Additionally, Dean says:
The crew have really bonded well and were very supportive of each other during the first few days that were fairly rough, as everyone was finding their sea legs. Weather routing training has been amazing and the combination of PredictWind (awesome) and weatherfax has allowed a clear understanding of our weather situation.

I have been counting the days between opening the letters from my kids, Alba (12), Milann (10), and Hugo (6) and can’t wait to see you all as well as my darling Antonia.

 


Leg 1, 2019, Update 2
Auckland, New Zealand; Rurutu, Papeete, Tahiti

Heavy Weather Sailing

May 26, 2019, 0600 hrs, 18.19 S, 149.55, W, Log: 223,561 miles
Baro: 1015.9+, Cabin Temp: 78 F, Cockpit: 70 F, Sea Water: 85 F
Beam reaching at 7.5 kts in 33kt W winds: triple-reefed main and four reefs in genoa
52 miles to Cooks Bay, Moorea

We did land a modest-sized tuna at sunset the day before landfall at Rurutu and it was only minutes from landing him that he turned up as sashimi followed by seared fillets.

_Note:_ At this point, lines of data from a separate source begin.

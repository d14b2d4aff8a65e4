use clap::ValueEnum;
use owo_colors::OwoColorize;
use serde_json::json;

#[derive(Debug, Clone, Copy, PartialEq, Eq, ValueEnum)]
pub enum OutputFormat {
    Human,
    Json,
    #[value(name = "json-pretty")]
    JsonPretty,
}

pub struct Output {
    format: OutputFormat,
    quiet: bool,
}

impl Output {
    pub fn new(format: OutputFormat, quiet: bool) -> Self {
        Self { format, quiet }
    }

    /// True when human-readable tables and colors should be printed
    pub fn is_human(&self) -> bool {
        self.format == OutputFormat::Human && !self.quiet
    }

    pub fn success(&self, msg: impl AsRef<str>) {
        if self.quiet {
            return;
        }

        match self.format {
            OutputFormat::Human => {
                println!("{} {}", "✓".green(), msg.as_ref());
            }
            OutputFormat::Json | OutputFormat::JsonPretty => {
                self.print_json(&json!({
                    "type": "success",
                    "message": msg.as_ref()
                }));
            }
        }
    }

    pub fn info(&self, msg: impl AsRef<str>) {
        if self.quiet {
            return;
        }

        match self.format {
            OutputFormat::Human => {
                println!("{}", msg.as_ref());
            }
            OutputFormat::Json | OutputFormat::JsonPretty => {
                self.print_json(&json!({
                    "type": "info",
                    "message": msg.as_ref()
                }));
            }
        }
    }

    pub fn warn(&self, msg: impl AsRef<str>) {
        if self.quiet {
            return;
        }

        match self.format {
            OutputFormat::Human => {
                println!("{} {}", "⚠".yellow(), msg.as_ref());
            }
            OutputFormat::Json | OutputFormat::JsonPretty => {
                self.print_json(&json!({
                    "type": "warning",
                    "message": msg.as_ref()
                }));
            }
        }
    }

    /// Emit a structured payload in JSON modes; ignored in human mode
    pub fn json(&self, data: &serde_json::Value) {
        if self.quiet || self.format == OutputFormat::Human {
            return;
        }

        self.print_json(data);
    }

    fn print_json(&self, data: &serde_json::Value) {
        match self.format {
            OutputFormat::Json => {
                println!("{}", serde_json::to_string(data).unwrap_or_default());
            }
            OutputFormat::JsonPretty => {
                println!("{}", serde_json::to_string_pretty(data).unwrap_or_default());
            }
            OutputFormat::Human => {
                println!("{}", data);
            }
        }
    }
}
use serde::{Deserialize, Serialize};
use std::fmt;
use std::str::FromStr;

use crate::error::ModelError;

/// Star rating on a 1-5 scale
///
/// Construction goes through [`Rating::new`], and deserialization applies the
/// same check, so a `Rating` value is always in range.
#[derive(Debug, Clone, Copy, Serialize, Deserialize, PartialEq, Eq, PartialOrd, Ord, Hash)]
#[serde(try_from = "u8", into = "u8")]
pub struct Rating(u8);

impl Rating {
    pub const MIN: u8 = 1;
    pub const MAX: u8 = 5;

    pub fn new(value: u8) -> Result<Self, ModelError> {
        if (Self::MIN..=Self::MAX).contains(&value) {
            Ok(Self(value))
        } else {
            Err(ModelError::RatingOutOfRange(value))
        }
    }

    pub fn value(&self) -> u8 {
        self.0
    }

    pub fn is_top(&self) -> bool {
        self.0 == Self::MAX
    }

    /// Filled and empty stars, e.g. `★★★☆☆`
    pub fn stars(&self) -> String {
        let filled = self.0 as usize;
        let empty = (Self::MAX - self.0) as usize;
        format!("{}{}", "★".repeat(filled), "☆".repeat(empty))
    }
}

impl TryFrom<u8> for Rating {
    type Error = ModelError;

    fn try_from(value: u8) -> Result<Self, Self::Error> {
        Rating::new(value)
    }
}

impl From<Rating> for u8 {
    fn from(rating: Rating) -> Self {
        rating.0
    }
}

impl FromStr for Rating {
    type Err = ModelError;

    fn from_str(s: &str) -> Result<Self, Self::Err> {
        let value = s
            .trim()
            .parse::<u8>()
            .map_err(|_| ModelError::InvalidRating(s.to_string()))?;
        Rating::new(value)
    }
}

impl fmt::Display for Rating {
    fn fmt(&self, f: &mut fmt::Formatter<'_>) -> fmt::Result {
        write!(f, "{}/{}", self.0, Self::MAX)
    }
}

#[cfg(test)]
mod tests {
    use super::*;

    #[test]
    fn test_rating_bounds() {
        assert!(Rating::new(0).is_err());
        assert!(Rating::new(6).is_err());
        assert_eq!(Rating::new(1).unwrap().value(), 1);
        assert!(Rating::new(5).unwrap().is_top());
    }

    #[test]
    fn test_rating_deserialize_rejects_out_of_range() {
        let ok: Rating = serde_json::from_str("4").unwrap();
        assert_eq!(ok.value(), 4);
        assert!(serde_json::from_str::<Rating>("9").is_err());
    }

    #[test]
    fn test_stars() {
        assert_eq!(Rating::new(3).unwrap().stars(), "★★★☆☆");
    }
}
use super::*;
use chrono::{TimeZone, Utc};
use uuid::Uuid;
use watchdeck_models::Rating;

fn create_item(title: &str, content_type: ContentType, platform: Platform) -> ContentItem {
    ContentItem {
        id: Uuid::new_v4(),
        title: title.to_string(),
        content_type,
        platform,
        genre: Vec::new(),
        release_date: Utc.with_ymd_and_hms(2023, 7, 21, 0, 0, 0).unwrap(),
        watched: false,
        rating: None,
        image: "https://example.com/poster.jpg".to_string(),
    }
}

fn rated(mut item: ContentItem, value: u8) -> ContentItem {
    item.rating = Some(Rating::new(value).unwrap());
    item
}

fn watched(mut item: ContentItem) -> ContentItem {
    item.watched = true;
    item
}

fn titles(items: &[ContentItem]) -> Vec<&str> {
    items.iter().map(|i| i.title.as_str()).collect()
}

#[test]
fn test_filter_by_type() {
    let items = vec![
        create_item("Oppenheimer", ContentType::Movie, Platform::Theaters),
        create_item("Succession", ContentType::Series, Platform::Hbo),
        create_item("Our Planet", ContentType::Documentary, Platform::Netflix),
    ];

    assert_eq!(titles(&filter_by_type(&items, Some(ContentType::Series))), vec!["Succession"]);
    assert_eq!(filter_by_type(&items, None).len(), 3);
}

#[test]
fn test_favorites_excludes_four_stars() {
    let items = vec![
        rated(create_item("Heat", ContentType::Movie, Platform::Hbo), 5),
        rated(create_item("Ronin", ContentType::Movie, Platform::Hbo), 4),
        create_item("Collateral", ContentType::Movie, Platform::Hbo),
    ];

    assert_eq!(titles(&filter_by_tag(&items, TagFilter::Favorites)), vec!["Heat"]);
    assert_eq!(titles(&filter_by_tag(&items, TagFilter::Rated)), vec!["Heat", "Ronin"]);
}

#[test]
fn test_watch_later_and_history() {
    let items = vec![
        watched(create_item("The Wire", ContentType::Series, Platform::Hbo)),
        create_item("Mad Men", ContentType::Series, Platform::Prime),
    ];

    assert_eq!(titles(&filter_by_tag(&items, TagFilter::WatchLater)), vec!["Mad Men"]);
    assert_eq!(titles(&filter_by_tag(&items, TagFilter::History)), vec!["The Wire"]);
}

#[test]
fn test_search_title_or_genre_case_insensitive() {
    let mut crime = create_item("Goodfellas", ContentType::Movie, Platform::Netflix);
    crime.genre = vec!["Crime".to_string(), "Drama".to_string()];
    let mut scifi = create_item("The Matrix", ContentType::Movie, Platform::Hbo);
    scifi.genre = vec!["Science Fiction".to_string()];
    let items = vec![crime, scifi];

    assert_eq!(titles(&search(&items, "MATRIX")), vec!["The Matrix"]);
    assert_eq!(titles(&search(&items, "fiction")), vec!["The Matrix"]);
    assert_eq!(titles(&search(&items, "dra")), vec!["Goodfellas"]);
    assert_eq!(search(&items, "").len(), 2);
    assert!(search(&items, "western").is_empty());
}

#[test]
fn test_apply_uses_and_semantics() {
    let items = vec![
        rated(create_item("The Bear", ContentType::Series, Platform::Disney), 5),
        rated(create_item("The Batman", ContentType::Movie, Platform::Hbo), 5),
        create_item("The Bear Necessities", ContentType::Series, Platform::Disney),
    ];
    let query = ViewQuery {
        content_type: Some(ContentType::Series),
        search: Some("bear".to_string()),
        tag: Some(TagFilter::Favorites),
    };

    let result = apply(&items, &query);
    assert_eq!(titles(&result), vec!["The Bear"]);
    assert_eq!(items.iter().filter(|i| query.matches(i)).count(), 1);
    assert_eq!(apply(&items, &ViewQuery::default()).len(), 3);
}

#[test]
fn test_watch_progress_empty() {
    let progress = watch_progress(&[]);
    assert_eq!(progress, WatchProgress { watched: 0, unwatched: 0 });
    assert!(!progress.has_data());
}

#[test]
fn test_watch_progress_counts() {
    let items = vec![
        watched(create_item("A", ContentType::Movie, Platform::Hbo)),
        watched(create_item("B", ContentType::Movie, Platform::Hbo)),
        create_item("C", ContentType::Movie, Platform::Hbo),
    ];
    let progress = watch_progress(&items);
    assert_eq!(progress, WatchProgress { watched: 2, unwatched: 1 });
    assert!(progress.has_data());
}

#[test]
fn test_platform_distribution_rounds_and_sorts() {
    let items = vec![
        create_item("A", ContentType::Movie, Platform::Netflix),
        create_item("B", ContentType::Movie, Platform::Netflix),
        create_item("C", ContentType::Movie, Platform::Prime),
    ];

    let shares = platform_distribution(&items);
    let summary: Vec<(Platform, u32)> = shares.iter().map(|s| (s.platform, s.percentage)).collect();
    assert_eq!(summary, vec![(Platform::Netflix, 67), (Platform::Prime, 33)]);
}

#[test]
fn test_platform_distribution_not_renormalized() {
    // Three equal shares each round to 33, summing to 99
    let items = vec![
        create_item("A", ContentType::Movie, Platform::Apple),
        create_item("B", ContentType::Movie, Platform::Hbo),
        create_item("C", ContentType::Movie, Platform::Disney),
    ];

    let shares = platform_distribution(&items);
    assert!(shares.iter().all(|s| s.percentage == 33));
    let order: Vec<Platform> = shares.iter().map(|s| s.platform).collect();
    assert_eq!(order, vec![Platform::Apple, Platform::Hbo, Platform::Disney]);
    assert!(platform_distribution(&[]).is_empty());
}

#[test]
fn test_type_breakdown_and_average_rating() {
    let items = vec![
        rated(create_item("A", ContentType::Movie, Platform::Hbo), 5),
        rated(create_item("B", ContentType::Series, Platform::Hbo), 2),
        create_item("C", ContentType::Documentary, Platform::Hbo),
        create_item("D", ContentType::Movie, Platform::Hbo),
    ];

    assert_eq!(
        type_breakdown(&items),
        TypeBreakdown { movies: 2, series: 1, documentaries: 1 }
    );
    assert_eq!(average_rating(&items), Some(3.5));
    assert_eq!(average_rating(&items[2..]), None);
}

#[test]
fn test_tag_filter_parse() {
    assert_eq!("watchLater".parse::<TagFilter>().unwrap(), TagFilter::WatchLater);
    assert_eq!("watch-later".parse::<TagFilter>().unwrap(), TagFilter::WatchLater);
    assert_eq!("Favorites".parse::<TagFilter>().unwrap(), TagFilter::Favorites);
    assert!("queue".parse::<TagFilter>().is_err());
}
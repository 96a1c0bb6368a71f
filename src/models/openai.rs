use serde::{Deserialize, Serialize};

#[derive(Debug, Clone, Serialize)]
pub struct OpenAiImageRequest {
    pub model: String,
    pub prompt: String,
    pub n: u8,
    pub size: String,
}

#[derive(Debug, Deserialize)]
pub struct OpenAiImageResponse {
    pub data: Option<Vec<OpenAiImageData>>,
}

#[derive(Debug, Deserialize)]
pub struct OpenAiImageData {
    pub b64_json: Option<String>,
}
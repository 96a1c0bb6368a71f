use serde::{Deserialize, Serialize};

/// How many distinct yarn colors the mockup should use. Unknown values are
/// rejected at deserialization time; there is no fallback palette.
#[derive(Debug, Clone, Copy, PartialEq, Eq, Serialize, Deserialize)]
pub enum ColorCount {
    #[serde(rename = "monochrome")]
    Monochrome,
    #[serde(rename = "2-4")]
    TwoToFour,
    #[serde(rename = "5-7")]
    FiveToSeven,
}

#[derive(Debug, Clone, Deserialize)]
#[serde(rename_all = "camelCase")]
pub struct GenerateRequest {
    pub project_description: String,
    pub color_vibe: String,
    pub color_count: ColorCount,
}

#[derive(Debug, Serialize)]
pub struct GenerateResponse {
    pub images: Vec<String>,
}

#[derive(Debug, Serialize, Deserialize)]
pub struct ErrorBody {
    pub error: String,
}

#[cfg(test)]
mod tests {
    use super::*;

    #[test]
    fn test_color_count_deserializes_wire_names() {
        let monochrome: ColorCount = serde_json::from_str("\"monochrome\"").unwrap();
        assert_eq!(monochrome, ColorCount::Monochrome);

        let two_to_four: ColorCount = serde_json::from_str("\"2-4\"").unwrap();
        assert_eq!(two_to_four, ColorCount::TwoToFour);

        let five_to_seven: ColorCount = serde_json::from_str("\"5-7\"").unwrap();
        assert_eq!(five_to_seven, ColorCount::FiveToSeven);
    }

    #[test]
    fn test_color_count_rejects_unknown_values() {
        assert!(serde_json::from_str::<ColorCount>("\"rainbow\"").is_err());
        assert!(serde_json::from_str::<ColorCount>("\"8-10\"").is_err());
    }

    #[test]
    fn test_generate_request_requires_all_fields() {
        let missing_vibe = r#"{"projectDescription": "a scarf", "colorCount": "2-4"}"#;
        assert!(serde_json::from_str::<GenerateRequest>(missing_vibe).is_err());

        let complete = r#"{
            "projectDescription": "a scarf",
            "colorVibe": "cozy winter",
            "colorCount": "monochrome"
        }"#;
        let request: GenerateRequest = serde_json::from_str(complete).unwrap();
        assert_eq!(request.project_description, "a scarf");
        assert_eq!(request.color_count, ColorCount::Monochrome);
    }
}
//! Crochet mockup generation service.
//!
//! Takes a project description plus color preferences, builds an
//! image-generation prompt, forwards it to an AI image provider, and returns
//! the rendered mockups as base64 data URIs over a small HTTP API.

pub mod config;
pub mod error;
pub mod generator;
pub mod logger;
pub mod models;
pub mod prompt;
pub mod server;

pub use config::{Config, OpenAiConfig};
pub use error::{MockupError, Result};
pub use generator::{ImageGenerator, MockImageGenerator, OpenAiImageGenerator};
pub use models::{ColorCount, GenerateRequest, GenerateResponse};
pub use prompt::build_prompt;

Yep...Linda proves she’s ready for fresh fish


Seriously boisterous conditions don’t deter this crew from mastering 3-strand splicing

A 1.5 kt contrary current also plagued us in the final stages, so much so that our planned late afternoon arrival resulted in a very cautious 2200 passage through the small man-made reef entrance into Rurutu’s Moreai harbor. Normally we don’t enter harbors in the dark, but in this instance Amanda and I have previously snorkeled the channel several times and trust the excellent leading lights. Once lined up on the range, Amanda and crew dropped the triple-reefed main as there’s not much space for turning into to wind to lower it once inside the harbor. Bob piloted us through narrow channel into the relatively calm tiny harbor, built specifically for the Tuhaa Pae IV, a small freighter owned by the Austral Islands, and the only ship to visit. In fact, as we approached the island, we saw Tuhaa Pae’s AIS signal as she departed on one of her monthly supply stops. Once anchored, we celebrated with cookies, signed up for hourly anchor watches and enjoyed a fairly quiet night.

Early Wednesday morning we launched the dinghy and I completed customs entry procedures at the nearby Gendarmerie, stopping to buy the last French baguette in one of three small Chinese grocery stores, which was quickly devoured upon my return to MT.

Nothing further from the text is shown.